En 1977, y vinculado a las primeras políticas de apertura comercial y transformación del Estado, el Instituto de Tierras pasó a llamarse Instituto de Desarrollo Agrario. Cambiaron la ley que le dio cuerpo a aquel organismo. ¿Por qué? Es que ya no se planteó como eje fundamental la distribución de la tierra, sino el desarrollo siguiendo criterios de competitividad. Empezó la apertura económica y con ello una visión diferente a propósito del campo y las actividades que allí se desplegaban, con un desprecio grande hacia el ser campesino o campesina.
Ya en 2015 quedó funcionando a pleno el Instituto de Desarrollo Rural, que abandonó totalmente la tutela de la tierra como un bien social. Ese fue el paso más nefasto: concebir la tierra como una mercancía. Al cambiar esta categoría, el Instituto de Desarrollo Rural, planteó de manera absoluta la competencia. Hoy pueden competir —para ser beneficiados con un terreno del Estado— una transnacional y una familia campesina. Ya no es ilegal que la transnacional ocupe tierras en las zonas rurales. El proyecto competitivo, vinculado a la exportación, pasó a tener el mayor puntaje.
La trinchera de la agroecología y las semillas criollas
En el transcurso de esta evolución, a partir de la nueva forma de concebir la tierra, las mujeres también fueron experimentando cambios en términos del rol a ocupar.
Por ejemplo, durante el primer período, no fueron beneficiarias ya que pesaba el supuesto que no tenían capacidad productiva ni emprendedora. En el segundo período empezó a plantearse la “calificación” por puntaje para el acceso. En una oportunidad acompañé a un grupo de mujeres al Instituto de Desarrollo Agrario y el funcionario me dijo: “Es que las mujeres nunca obtienen el puntaje porque suman como medio hombre y jamás va a poder llegar al uno entero”. Con semejante concepción, juzgadas como faltas de capacidad para acumular el puntaje suficiente, ya empezaban perdiendo.

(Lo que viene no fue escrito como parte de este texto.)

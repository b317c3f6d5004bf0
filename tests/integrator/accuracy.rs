use rapid_pe::IntegralStatus;
use rapid_pe::integrator::{IntegratorConfig, MonteCarloIntegrator};
use rapid_pe::space::Bounds;
use rapid_pe::toy::GaussianLikelihood;

use super::{box_prior, point};

fn bounds(n_dims: usize, half_width: f64) -> Vec<Bounds> {
    (0..n_dims)
        .map(|_| Bounds::new(-half_width, half_width).unwrap())
        .collect()
}

#[test]
fn analytic_gaussian_within_error_bars() {
    let likelihood = GaussianLikelihood::new(vec![1.4, 1.3], 0.1, vec![0.5, -0.5], 0.5);
    let prior = box_prior(2, 3.0);
    let integrator = MonteCarloIntegrator::new(
        IntegratorConfig::builder()
            .batch_size(1000)
            .relative_tolerance(0.02)
            .min_effective_samples(1e9)
            .seed(42)
            .build()
            .unwrap(),
    );

    for (id, params) in [vec![1.4, 1.3], vec![1.5, 1.2], vec![1.2, 1.5]]
        .into_iter()
        .enumerate()
    {
        let p = point(id as u64, params);
        let result = integrator.integrate(&p, &likelihood, &prior).unwrap();
        let expected = likelihood.analytic_log_evidence(&p.params, &bounds(2, 3.0));

        assert_eq!(result.status, IntegralStatus::Converged);
        assert!(result.relative_error <= 0.02);
        let tolerance = 5.0 * result.relative_error + 0.01;
        assert!(
            (result.log_evidence - expected).abs() < tolerance,
            "point {id}: estimate {} vs analytic {expected} (tolerance {tolerance})",
            result.log_evidence
        );
    }
}

#[test]
fn adaptation_concentrates_on_narrow_peak() {
    // The peak covers about 1% of the prior box per dimension.
    let likelihood = GaussianLikelihood::new(vec![0.0], 1.0, vec![2.0], 0.05);
    let prior = box_prior(1, 5.0);
    let integrator = MonteCarloIntegrator::new(
        IntegratorConfig::builder()
            .batch_size(500)
            .relative_tolerance(0.03)
            .min_effective_samples(1e9)
            .n_bins(100)
            .seed(7)
            .build()
            .unwrap(),
    );
    let p = point(0, vec![0.0]);
    let result = integrator.integrate(&p, &likelihood, &prior).unwrap();
    let expected = likelihood.analytic_log_evidence(&p.params, &bounds(1, 5.0));

    assert_eq!(result.status, IntegralStatus::Converged);
    assert!((result.log_evidence - expected).abs() < 5.0 * result.relative_error + 0.01);
    // Uniform sampling would need on the order of 10^5 draws for 3%.
    assert!(result.samples_drawn < 50_000, "drew {}", result.samples_drawn);
}

#[test]
fn seeded_integration_is_deterministic() {
    let likelihood = GaussianLikelihood::new(vec![1.4], 0.1, vec![0.0], 0.8);
    let prior = box_prior(1, 4.0);
    let config = IntegratorConfig::builder()
        .batch_size(300)
        .seed(99)
        .build()
        .unwrap();
    let p = point(17, vec![1.45]);

    let a = MonteCarloIntegrator::new(config.clone())
        .integrate(&p, &likelihood, &prior)
        .unwrap();
    let b = MonteCarloIntegrator::new(config)
        .integrate(&p, &likelihood, &prior)
        .unwrap();
    assert_eq!(a, b);

    // A different point id draws from a different stream.
    let other = point(18, vec![1.45]);
    let c = MonteCarloIntegrator::new(
        IntegratorConfig::builder()
            .batch_size(300)
            .seed(99)
            .build()
            .unwrap(),
    )
    .integrate(&other, &likelihood, &prior)
    .unwrap();
    assert_ne!(a.log_evidence, c.log_evidence);
}

#[test]
fn result_invariants_hold() {
    let likelihood = GaussianLikelihood::new(vec![1.4], 0.1, vec![0.0, 0.0, 0.0], 1.0);
    let prior = box_prior(3, 3.0);
    let integrator = MonteCarloIntegrator::new(
        IntegratorConfig::builder()
            .batch_size(200)
            .max_batches(5)
            .seed(3)
            .build()
            .unwrap(),
    );
    let result = integrator
        .integrate(&point(0, vec![1.4]), &likelihood, &prior)
        .unwrap();
    assert!(result.effective_samples <= result.samples_drawn as f64);
    assert!(result.nonzero_samples <= result.samples_drawn);
    assert!(result.relative_error >= 0.0);
    assert!(result.batches <= 5);
    assert_eq!(result.samples_drawn, u64::from(result.batches) * 200);
}

#[test]
fn narrow_peak_error_bars_cover_the_analytic_value() {
    // Early batches miss most of a peak this narrow in three dimensions.
    let likelihood = GaussianLikelihood::new(vec![0.0], 1.0, vec![0.3, -0.2, 0.1], 0.05);
    let prior = box_prior(3, 3.0);
    let p = point(0, vec![0.0]);
    let expected = likelihood.analytic_log_evidence(&p.params, &bounds(3, 3.0));

    let mut covered = 0;
    let mut converged = 0;
    let mut converged_covered = 0;
    for seed in 0..100 {
        let integrator =
            MonteCarloIntegrator::new(IntegratorConfig::builder().seed(seed).build().unwrap());
        let result = integrator.integrate(&p, &likelihood, &prior).unwrap();
        let inside = (result.log_evidence - expected).abs() <= 2.0 * result.relative_error;
        covered += usize::from(inside);
        if result.status == IntegralStatus::Converged {
            converged += 1;
            converged_covered += usize::from(inside);
        }
    }

    assert!(covered >= 88, "{covered}/100 within two standard errors");
    assert!(converged >= 50, "only {converged}/100 converged");
    assert!(
        converged_covered * 10 >= converged * 9,
        "{converged_covered}/{converged} converged results within two standard errors"
    );
}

A partir de eso hemos venido reclamando.
Aún después de lo que se consideró en Costa Rica la ley de igualdad real (Ley 7142, de 1990, que estableció la titulación conjunta de varones y mujeres de las propiedades inmuebles), las campesinas siguen sin ser tenidas en cuenta. Sobre todo, en lo que respecta a la tierra proveniente del Estado.
Nunca tuvieron las mismas condiciones. En el pasado fueron valoradas. Y actualmente, la visión neoliberal que propone el monocultivo para el mercado no se condice con nuestras concepciones de producción diversificada y agroecológica. Aunque sean nuestras concepciones las que sostienen a las familias y a la alimentación.
Me quiero detener aquí en la falacia del "país verde". Costa Rica es un país enfermo a partir del monocultivo, con altísimos contenidos de agrotóxicos. Tenemos el consumo per cápita más alto de agrotóxicos: comemos veneno. En estos momentos hay un proyecto de ley que obligaría al registro de todas las semillas, incluyendo las semillas campesinas y criollas. Esto amenaza la biodiversidad alimentaria, porque el mapeo permitiría la localización de los orígenes de las semillas. Y traería grandes y graves consecuencias.
Hoy la Red de Mujeres Rurales está defendiendo su derecho a producir libremente. Cuestiona este modelo agroalimentario —vinculado al mercado— que definitivamente no da de comer. En suma, demanda el cese de todas estas articulaciones de violencia.
* Agrónoma y coordinadora del Proyecto Interuniversitario Economía Solidaria y Feminismo de la Universidad Nacional de Costa Rica. Integra la Asociación Tinamaste, que promueve el proceso organizativo de mujeres indígenas y campesinas en la Red de Mujeres Rurales de Costa Rica. En sus investigaciones aborda el acceso a la tierra desde una perspectiva de género.